**TASK REQUIREMENTS:** Please write out, exactly as given, every line of the entries below up to and including the line with "both are present.".

**TASK DATA:**
________________________________________

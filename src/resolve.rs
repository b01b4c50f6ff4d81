//! Account resolution.
//!
//! Requests identify an account in several shapes: a nested `user` object,
//! a nested `user_data` object, an explicit query object (`q`/`user_q`), or
//! a top-level convenience field. Resolution merges these by fixed
//! precedence into one filter, then resolves to exactly zero or one
//! account. More than one match is a hard failure, never a silent pick.

use anyhow::Result;
use serde_json::{Map, Value};
use tracing::debug;

use crate::core::Core;
use crate::model::Account;
use crate::msg::{self, CONVENIENCE_FIELDS};
use crate::normalize::{fix_entity, fix_nick_handle};
use crate::reply::{Check, Deny, Why};
use crate::store::{Query, ACCOUNTS};

/// Resolve the account a request refers to, projecting the standard field
/// set plus any caller-requested `fields`.
pub async fn find_user(core: &Core, msg: &Value) -> Result<Check<Account>> {
    find_user_fields(core, msg, &[]).await
}

/// As [`find_user`], additionally projecting `extra` fields (the login path
/// needs `pass`/`salt`; nothing else does).
pub(crate) async fn find_user_fields(
    core: &Core,
    msg: &Value,
    extra: &[&str],
) -> Result<Check<Account>> {
    // A request may already carry a fully-identified account.
    if let Some(user) = msg.get("user") {
        if user.get("id").and_then(Value::as_str).is_some() {
            let mut doc = user.clone();
            fix_entity(&mut doc, core.options());
            return Ok(Ok(Account::from_doc(doc)?));
        }
    }

    let mut msg = msg.clone();
    fix_nick_handle(&mut msg, core.options());

    let mut filter = Map::new();
    // Increasing precedence: user, user_data, then the explicit query
    // object. `user_q` shadows `q` entirely when both are present.
    for container in [msg.get("user"), msg.get("user_data")] {
        if let Some(Value::Object(map)) = container {
            filter.extend(map.clone());
        }
    }
    let query_obj = msg.get("user_q").or_else(|| msg.get("q"));
    if let Some(Value::Object(map)) = query_obj {
        filter.extend(map.clone());
    }

    // At most one convenience field is folded in, by fixed precedence.
    for field in CONVENIENCE_FIELDS {
        if let Some(value) = msg.get(field) {
            if !value.is_null() {
                filter.insert(field.to_string(), value.clone());
                break;
            }
        }
    }

    // `user_id` is an alias for `id`.
    if let Some(user_id) = filter.remove("user_id") {
        if !filter.contains_key("id") && !user_id.is_null() {
            filter.insert("id".to_string(), user_id);
        }
    }

    filter.retain(|_, value| !value.is_null());

    if filter.is_empty() {
        return Ok(Err(Deny::new(Why::NoUserQuery)));
    }

    let fields = msg::projection(
        core.options().standard_fields(),
        &msg::string_list(&msg, "fields"),
        extra,
    );
    let query = Query::from_filter(filter).with_fields(fields);

    let doc = if query.filter().contains_key("id") {
        // Direct key lookup; ids are store-assigned and cannot collide.
        core.store().load(ACCOUNTS, &query).await?
    } else {
        // Handle/email are unique by policy, not by construction: a store
        // without index enforcement can hold duplicates, and operating on
        // an arbitrary one risks touching the wrong account.
        let mut docs = core.store().list(ACCOUNTS, &query).await?;
        if docs.len() > 1 {
            debug!(matches = docs.len(), "ambiguous account query");
            return Ok(Err(Deny::new(Why::MultipleMatchingUsers)));
        }
        docs.pop()
    };

    match doc {
        Some(mut doc) => {
            fix_entity(&mut doc, core.options());
            Ok(Ok(Account::from_doc(doc)?))
        }
        None => Ok(Err(Deny::new(Why::UserNotFound))),
    }
}

/// Uniqueness probe: does any account match this single field? Ambiguity
/// counts as taken.
pub(crate) async fn user_exists(core: &Core, field: &str, value: &Value) -> Result<bool> {
    let mut probe = Map::new();
    probe.insert(field.to_string(), value.clone());
    match find_user(core, &Value::Object(probe)).await? {
        Ok(_) => Ok(true),
        Err(deny) => Ok(deny.why() == Why::MultipleMatchingUsers),
    }
}
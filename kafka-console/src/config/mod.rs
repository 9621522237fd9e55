//! Config types, used for serializing/deserializing console configuration files

use anyhow::{Context, Result, anyhow};
use serde::Deserialize;
use std::collections::HashSet;
use std::time::Duration;

pub mod cluster;
pub mod defaults;

pub use cluster::{KafkaClusterConfig, SchemaRegistryConfig};
pub use defaults::ClientDefaults;

#[derive(Deserialize, Debug, Clone)]
#[serde(deny_unknown_fields)]
pub struct Config {
    pub main_log_level: String,
    pub observability_interface: Option<String>,
    #[serde(default)]
    pub kafka: KafkaConfig,
    #[serde(default)]
    pub registry: RegistryConfig,
}

#[derive(Deserialize, Debug, Clone, Default)]
#[serde(deny_unknown_fields)]
pub struct KafkaConfig {
    #[serde(default)]
    pub clusters: Vec<KafkaClusterConfig>,
    #[serde(default)]
    pub client_defaults: ClientDefaults,
}

impl KafkaConfig {
    pub fn cluster(&self, cluster_key: &str) -> Option<&KafkaClusterConfig> {
        self.clusters
            .iter()
            .find(|cluster| cluster.cluster_key() == cluster_key)
    }
}

/// Tuning for the cluster registry and the clients it builds.
#[derive(Deserialize, Debug, Clone, PartialEq)]
#[serde(deny_unknown_fields)]
pub struct RegistryConfig {
    #[serde(default = "default_client_construction_timeout_ms")]
    pub client_construction_timeout_ms: u64,
    #[serde(default = "default_close_timeout_ms")]
    pub close_timeout_ms: u64,
    #[serde(default = "default_drain_timeout_ms")]
    pub drain_timeout_ms: u64,
    #[serde(default = "default_event_queue_capacity")]
    pub event_queue_capacity: usize,
}

fn default_client_construction_timeout_ms() -> u64 {
    5000
}

fn default_close_timeout_ms() -> u64 {
    5000
}

fn default_drain_timeout_ms() -> u64 {
    30000
}

fn default_event_queue_capacity() -> usize {
    1000
}

impl Default for RegistryConfig {
    fn default() -> Self {
        RegistryConfig {
            client_construction_timeout_ms: default_client_construction_timeout_ms(),
            close_timeout_ms: default_close_timeout_ms(),
            drain_timeout_ms: default_drain_timeout_ms(),
            event_queue_capacity: default_event_queue_capacity(),
        }
    }
}

impl RegistryConfig {
    pub fn client_construction_timeout(&self) -> Duration {
        Duration::from_millis(self.client_construction_timeout_ms)
    }

    pub fn close_timeout(&self) -> Duration {
        Duration::from_millis(self.close_timeout_ms)
    }

    pub fn drain_timeout(&self) -> Duration {
        Duration::from_millis(self.drain_timeout_ms)
    }
}

impl Config {
    pub fn from_file(filepath: &str) -> Result<Config> {
        let file = std::fs::File::open(filepath)
            .with_context(|| format!("Couldn't open the config file {filepath}"))?;
        let config: Config = serde_yaml::from_reader(file)
            .with_context(|| format!("Failed to parse config file {filepath}"))?;
        config
            .prepare(&|name| std::env::var(name).ok())
            .with_context(|| format!("Invalid config file {filepath}"))
    }

    /// Resolves `${NAME}` references and validates the result.
    pub fn prepare(mut self, lookup: &impl Fn(&str) -> Option<String>) -> Result<Config> {
        for cluster in &mut self.kafka.clusters {
            cluster.resolve_references(lookup);
        }
        self.validate()?;
        Ok(self)
    }

    fn validate(&self) -> Result<()> {
        let mut errors = vec![];
        let mut keys = HashSet::new();
        let mut ids = HashSet::new();

        for cluster in &self.kafka.clusters {
            let key = cluster.cluster_key();
            if cluster.name.is_empty() {
                errors.push("kafka cluster name must not be empty".to_owned());
            }
            if cluster.listener.is_empty() {
                errors.push(format!("kafka cluster {key}: listener must not be empty"));
            }
            if !keys.insert(key.clone()) {
                errors.push(format!("kafka cluster {key} is configured more than once"));
            }
            if let Some(id) = &cluster.id {
                if !ids.insert(id.clone()) {
                    errors.push(format!(
                        "kafka cluster {key}: id {id} is already used by another cluster"
                    ));
                }
            }
        }

        if self.registry.event_queue_capacity == 0 {
            errors.push("registry event_queue_capacity must be greater than 0".to_owned());
        }

        if errors.is_empty() {
            Ok(())
        } else {
            Err(anyhow!("Configuration errors\n{}", errors.join("\n")))
        }
    }
}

________________________________________

**EXERCISE RESULT:**
filename src/resolve.rs
repository b01b4c50f6ff4d81
//! Account resolution.
//!
//! Requests identify an account in several shapes: a nested `user` object,
//! a nested `user_data` object, an explicit query object (`q`/`user_q`), or
//! a top-level convenience field. Resolution merges these by fixed
//! precedence into one filter, then resolves to exactly zero or one
//! account. More than one match is a hard failure, never a silent pick.

use anyhow::Result;
use serde_json::{Map, Value};
use tracing::debug;

use crate::core::Core;
use crate::model::Account;
use crate::msg::{self, CONVENIENCE_FIELDS};
use crate::normalize::{fix_entity, fix_nick_handle};
use crate::reply::{Check, Deny, Why};
use crate::store::{Query, ACCOUNTS};

/// Resolve the account a request refers to, projecting the standard field
/// set plus any caller-requested `fields`.
pub async fn find_user(core: &Core, msg: &Value) -> Result<Check<Account>> {
    find_user_fields(core, msg, &[]).await
}

/// As [`find_user`], additionally projecting `extra` fields (the login path
/// needs `pass`/`salt`; nothing else does).
pub(crate) async fn find_user_fields(
    core: &Core,
    msg: &Value,
    extra: &[&str],
) -> Result<Check<Account>> {
    // A request may already carry a fully-identified account.
    if let Some(user) = msg.get("user") {
        if user.get("id").and_then(Value::as_str).is_some() {
            let mut doc = user.clone();
            fix_entity(&mut doc, core.options());
            return Ok(Ok(Account::from_doc(doc)?));
        }
    }

    let mut msg = msg.clone();
    fix_nick_handle(&mut msg, core.options());

    let mut filter = Map::new();
    // Increasing precedence: user, user_data, then the explicit query
    // object. `user_q` shadows `q` entirely when both are present.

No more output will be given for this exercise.